Whilst having discussions on a ‘thinkers’ board that I infrequently-frequently visit, someone mentioned the Dunning-Kruger effect in relation to specific politicians.

So I looked it up and something started to dawn on me.

Of late I have seen quite a number of companies adapting the ‘Google method’ of peer assessment when it comes to hiring new personnel, but for some reason those companies were having rather a decline in technical competence instead of getting the increased benefit of adding more ‘brainpower’.

As I understand it, and as related to my own observations in the peer assessments, the problem lies here in points 2 and 3 of the hypothesis put forth by Kruger and Dunning:

2) Fail to recognize genuine skill in others;

Oftentimes the higher skilled candidate is being dismissed because “he talks about weird things and can’t communicate properly” or variations thereof.

Now what I have seen Human Resources do is not recognizing this problem but rather projecting a form of ‘insecurity’ on the assessing employee ‘He may be afraid of his position’, whereupon they start complementing and ‘securing’ the assessing employee. It would go too far too add Pavlovian conditioning to this story, but it may not be too far from it.

3) Fail to recognize the extremity of their inadequacy;

Dunning has drawn an analogy to someone having an impairment, but I think a much clearer and less insulting explanation can be given by the concepts of Flatland (when read without the Victorian context, that is).

What does that mean for the business?

As for the origin of the inadeqacies, I leave that for the respective physicians and psychologists, but there are a few common mistakes companies make that help in attenuating this effect within their ranks.

- The HR departments are not sitting at the table when the peer assessments take place

This has the effect of ‘ganging up’ on a potential candidate; remember that the assessing employees will subconsciously defend their comfort zone, so no fresh blood that dares to challenge even the group of ‘old hands’ will ever be given a good mark.

And in technology, zealotism is stronger than in religion. Mention the wrong editor somewhere and you are classed ‘unqualified’. Mention that you do not have a fascist adherence to Linux/MacOS/Windows/Anythingatall and you are classed ‘incompetent’.

The way to remedy this is to have a properly prepared (as in read up, albeit cursorily, on the subject matter) HR staff sit at the table and support the candidate in matters of confidence and to ‘call off the hounds’ when needed. Also, the HR staff should ask questions like ‘why is this editor thing important in our company?’ so as to prevent the technology policies becoming the pre-conditions for a personal playground of the techs.
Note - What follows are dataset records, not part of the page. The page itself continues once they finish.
//! Transaction metadata encoding.
//!
//! Translates a transaction's logical configuration into the sparse metadata
//! map carried by the transaction-start message. Every rule is independent:
//! a key is present only when its source field is set to a non-default
//! value, and absence always means "use the server default".
//!
//! | Source                  | Key                                   | Value                      |
//! |-------------------------|---------------------------------------|----------------------------|
//! | timeout                 | `tx_timeout`                          | integer ms, rounded up     |
//! | custom metadata         | `tx_metadata`                         | map, verbatim              |
//! | named database          | `db`                                  | name (may be empty)        |
//! | READ access mode        | `mode`                                | `"r"`                      |
//! | bookmarks               | `bookmarks`                           | set of tokens              |
//! | impersonated user       | `imp_user`                            | user name                  |
//! | bookmark manager        | `bookmark_manager`                    | manager id                 |
//! | minimum severity        | `notifications_minimum_severity`      | uppercase name             |
//! | disabled classifications| `notifications_disabled_categories`\* | set of uppercase names     |
//!
//! \* `notifications_disabled_classifications` when legacy naming is off.

use std::collections::{BTreeMap, BTreeSet};
use std::time::Duration;

use serde::{Deserialize, Serialize};

use crate::bookmark::Bookmark;
use crate::logging::Logging;
use crate::types::{AccessMode, DatabaseName, NotificationConfig};
use crate::value::Value;

pub const TX_TIMEOUT_KEY: &str = "tx_timeout";
pub const TX_METADATA_KEY: &str = "tx_metadata";
pub const DATABASE_KEY: &str = "db";
pub const MODE_KEY: &str = "mode";
pub const MODE_READ_VALUE: &str = "r";
pub const BOOKMARKS_KEY: &str = "bookmarks";
pub const IMPERSONATED_USER_KEY: &str = "imp_user";
pub const BOOKMARK_MANAGER_KEY: &str = "bookmark_manager";
pub const NOTIFICATIONS_MINIMUM_SEVERITY_KEY: &str = "notifications_minimum_severity";
pub const NOTIFICATIONS_DISABLED_CATEGORIES_KEY: &str = "notifications_disabled_categories";
pub const NOTIFICATIONS_DISABLED_CLASSIFICATIONS_KEY: &str =
    "notifications_disabled_classifications";

/// Logger name used for the rounding notice.
pub const LOGGER_NAME: &str = "TransactionMetadataBuilder";

pub const TIMEOUT_ROUNDED_MESSAGE: &str = "The transaction timeout has been rounded up to next millisecond value since the config had a fractional millisecond value";

pub const TIMEOUT_CLAMPED_MESSAGE: &str =
    "The transaction timeout exceeds i64::MAX milliseconds and has been clamped to i64::MAX";

const NANOS_PER_MILLI: u128 = 1_000_000;

/// Wire metadata for a transaction start. Immutable once built.
#[derive(Debug, Clone, PartialEq, Default, Serialize, Deserialize)]
#[serde(transparent)]
pub struct TransactionMetadata(BTreeMap<String, Value>);

impl TransactionMetadata {
    pub fn get(&self, key: &str) -> Option<&Value> {
        self.0.get(key)
    }

    pub fn contains_key(&self, key: &str) -> bool {
        self.0.contains_key(key)
    }

    pub fn is_empty(&self) -> bool {
        self.0.is_empty()
    }

    pub fn len(&self) -> usize {
        self.0.len()
    }

    pub fn keys(&self) -> impl Iterator<Item = &str> {
        self.0.keys().map(String::as_str)
    }

    pub fn iter(&self) -> impl Iterator<Item = (&str, &Value)> {
        self.0.iter().map(|(k, v)| (k.as_str(), v))
    }

    pub fn as_map(&self) -> &BTreeMap<String, Value> {
        &self.0
    }

    pub fn into_map(self) -> BTreeMap<String, Value> {
        self.0
    }
}

impl<K: Into<String>> FromIterator<(K, Value)> for TransactionMetadata {
    fn from_iter<T: IntoIterator<Item = (K, Value)>>(iter: T) -> Self {
        Self(iter.into_iter().map(|(k, v)| (k.into(), v)).collect())
    }
}

impl From<TransactionMetadata> for Value {
    fn from(v: TransactionMetadata) -> Self {
        Value::Map(v.0)
    }
}

/// User-facing transaction settings.
#[derive(Debug, Clone, PartialEq, Default)]
pub struct TransactionConfig {
    /// Server-side transaction timeout
    pub timeout: Option<Duration>,
    /// Custom metadata attached to the transaction
    pub metadata: BTreeMap<String, Value>,
    /// User to run the transaction as
    pub impersonated_user: Option<String>,
    /// Bookmark manager the transaction's bookmarks are tracked by
    pub bookmark_manager_id: Option<String>,
    /// Notification filtering for this transaction
    pub notification_config: Option<NotificationConfig>,
}

impl TransactionConfig {
    pub fn new() -> Self {
        Self::default()
    }

    /// Set the transaction timeout.
    pub fn timeout(mut self, timeout: Duration) -> Self {
        self.timeout = Some(timeout);
        self
    }

    /// Add a metadata entry.
    pub fn metadata_entry(mut self, key: impl Into<String>, value: impl Into<Value>) -> Self {
        self.metadata.insert(key.into(), value.into());
        self
    }

    /// Replace all metadata.
    pub fn metadata(mut self, metadata: BTreeMap<String, Value>) -> Self {
        self.metadata = metadata;
        self
    }

    pub fn impersonated_user(mut self, user: impl Into<String>) -> Self {
        self.impersonated_user = Some(user.into());
        self
    }

    pub fn bookmark_manager_id(mut self, id: impl Into<String>) -> Self {
        self.bookmark_manager_id = Some(id.into());
        self
    }

    pub fn notification_config(mut self, config: NotificationConfig) -> Self {
        self.notification_config = Some(config);
        self
    }
}

/// Build the metadata map for a transaction start.
///
/// Pure apart from logging: one info line when the timeout had a
/// sub-millisecond remainder, one warning when it does not fit in `i64`
/// milliseconds. The logger is resolved from `logging` only in those cases.
pub fn build_metadata(
    timeout: Option<Duration>,
    tx_metadata: Option<&BTreeMap<String, Value>>,
    database: &DatabaseName,
    mode: AccessMode,
    bookmarks: &BTreeSet<Bookmark>,
    impersonated_user: Option<&str>,
    bookmark_manager_id: Option<&str>,
    notification_config: Option<&NotificationConfig>,
    legacy_notifications: bool,
    logging: &dyn Logging,
) -> TransactionMetadata {
    let mut result = BTreeMap::new();

    if let Some(timeout) = timeout {
        let nanos = timeout.as_nanos();
        let mut millis = nanos / NANOS_PER_MILLI;
        if nanos % NANOS_PER_MILLI != 0 {
            millis += 1;
            logging.get_log(LOGGER_NAME).info(TIMEOUT_ROUNDED_MESSAGE);
        }
        let millis = i64::try_from(millis).unwrap_or_else(|_| {
            logging.get_log(LOGGER_NAME).warn(TIMEOUT_CLAMPED_MESSAGE);
            i64::MAX
        });
        result.insert(TX_TIMEOUT_KEY.to_string(), Value::Integer(millis));
    }

    if let Some(tx_metadata) = tx_metadata.filter(|m| !m.is_empty()) {
        result.insert(
            TX_METADATA_KEY.to_string(),
            Value::Map(tx_metadata.clone()),
        );
    }

    if let Some(name) = database.name() {
        result.insert(DATABASE_KEY.to_string(), Value::from(name));
    }

    if mode == AccessMode::Read {
        result.insert(MODE_KEY.to_string(), Value::from(MODE_READ_VALUE));
    }

    if !bookmarks.is_empty() {
        result.insert(
            BOOKMARKS_KEY.to_string(),
            Value::string_set(bookmarks.iter().map(Bookmark::value)),
        );
    }

    if let Some(user) = impersonated_user {
        result.insert(IMPERSONATED_USER_KEY.to_string(), Value::from(user));
    }

    if let Some(manager_id) = bookmark_manager_id {
        result.insert(BOOKMARK_MANAGER_KEY.to_string(), Value::from(manager_id));
    }

    if let Some(config) = notification_config {
        append_notification_config(&mut result, config, legacy_notifications);
    }

    TransactionMetadata(result)
}

fn append_notification_config(
    result: &mut BTreeMap<String, Value>,
    config: &NotificationConfig,
    legacy_notifications: bool,
) {
    if let Some(severity) = config.minimum_severity {
        result.insert(
            NOTIFICATIONS_MINIMUM_SEVERITY_KEY.to_string(),
            Value::from(severity.as_str()),
        );
    }

    if let Some(disabled) = config
        .disabled_classifications
        .as_ref()
        .filter(|d| !d.is_empty())
    {
        let key = if legacy_notifications {
            NOTIFICATIONS_DISABLED_CATEGORIES_KEY
        } else {
            NOTIFICATIONS_DISABLED_CLASSIFICATIONS_KEY
        };
        result.insert(
            key.to_string(),
            Value::string_set(disabled.iter().map(|c| c.as_str())),
        );
    }
}

/// Named-field front end to [`build_metadata`].
///
/// ```
/// use std::time::Duration;
/// use boltwire_core::logging::NoLogging;
/// use boltwire_core::messaging::TransactionMetadataBuilder;
/// use boltwire_core::{AccessMode, Value};
///
/// let metadata = TransactionMetadataBuilder::new()
///     .timeout(Duration::from_secs(7))
///     .mode(AccessMode::Read)
///     .build(&NoLogging);
///
/// assert_eq!(metadata.get("tx_timeout"), Some(&Value::Integer(7000)));
/// assert_eq!(metadata.get("mode"), Some(&Value::from("r")));
/// ```
#[derive(Debug, Clone, Default)]
pub struct TransactionMetadataBuilder {
    timeout: Option<Duration>,
    tx_metadata: Option<BTreeMap<String, Value>>,
    database: DatabaseName,
    mode: AccessMode,
    bookmarks: BTreeSet<Bookmark>,
    impersonated_user: Option<String>,
    bookmark_manager_id: Option<String>,
    notification_config: Option<NotificationConfig>,
    legacy_notifications: bool,
}

impl TransactionMetadataBuilder {
    pub fn new() -> Self {
        Self {
            legacy_notifications: true,
            ..Self::default()
        }
    }

    /// Seed every transaction-level setting from a [`TransactionConfig`].
    pub fn from_config(config: &TransactionConfig) -> Self {
        Self {
            timeout: config.timeout,
            tx_metadata: Some(config.metadata.clone()),
            impersonated_user: config.impersonated_user.clone(),
            bookmark_manager_id: config.bookmark_manager_id.clone(),
            notification_config: config.notification_config.clone(),
            ..Self::new()
        }
    }

    pub fn timeout(mut self, timeout: Duration) -> Self {
        self.timeout = Some(timeout);
        self
    }

    pub fn tx_metadata(mut self, metadata: BTreeMap<String, Value>) -> Self {
        self.tx_metadata = Some(metadata);
        self
    }

    pub fn database(mut self, database: DatabaseName) -> Self {
        self.database = database;
        self
    }

    pub fn mode(mut self, mode: AccessMode) -> Self {
        self.mode = mode;
        self
    }

    pub fn bookmarks(mut self, bookmarks: impl IntoIterator<Item = Bookmark>) -> Self {
        self.bookmarks.extend(bookmarks);
        self
    }

    pub fn impersonated_user(mut self, user: impl Into<String>) -> Self {
        self.impersonated_user = Some(user.into());
        self
    }

    pub fn bookmark_manager_id(mut self, id: impl Into<String>) -> Self {
        self.bookmark_manager_id = Some(id.into());
        self
    }

    pub fn notification_config(mut self, config: NotificationConfig) -> Self {
        self.notification_config = Some(config);
        self
    }

    /// Choose between legacy (`true`, default) and current notification key names.
    pub fn legacy_notifications(mut self, legacy: bool) -> Self {
        self.legacy_notifications = legacy;
        self
    }

    pub fn build(&self, logging: &dyn Logging) -> TransactionMetadata {
        build_metadata(
            self.timeout,
            self.tx_metadata.as_ref(),
            &self.database,
            self.mode,
            &self.bookmarks,
            self.impersonated_user.as_deref(),
            self.bookmark_manager_id.as_deref(),
            self.notification_config.as_ref(),
            self.legacy_notifications,
            logging,
        )
    }
}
- Sitting personnel has gotten to the position on merits of ‘employment years’ and ‘being there first’ or ‘helping to set it up’

Often, because ‘in the land of the blind, one-eye is king’, a manager or ‘chief’ of a technical department is someone that has been a long time in a company. This is a tradition that stems from the old ‘Foreman’ habit; a senior gets to lead his peers because he knows very well what the work entails and he knows the peers very well.

But in ICT, I really have to say this, a lot of technically competent people have problems when interacting with the rest of the world. I will even go so far as to say that some of these people are in ICT because of their Rainman-like qualities; they simply are prone to defend against anything that threatens the world they have created in their own mind.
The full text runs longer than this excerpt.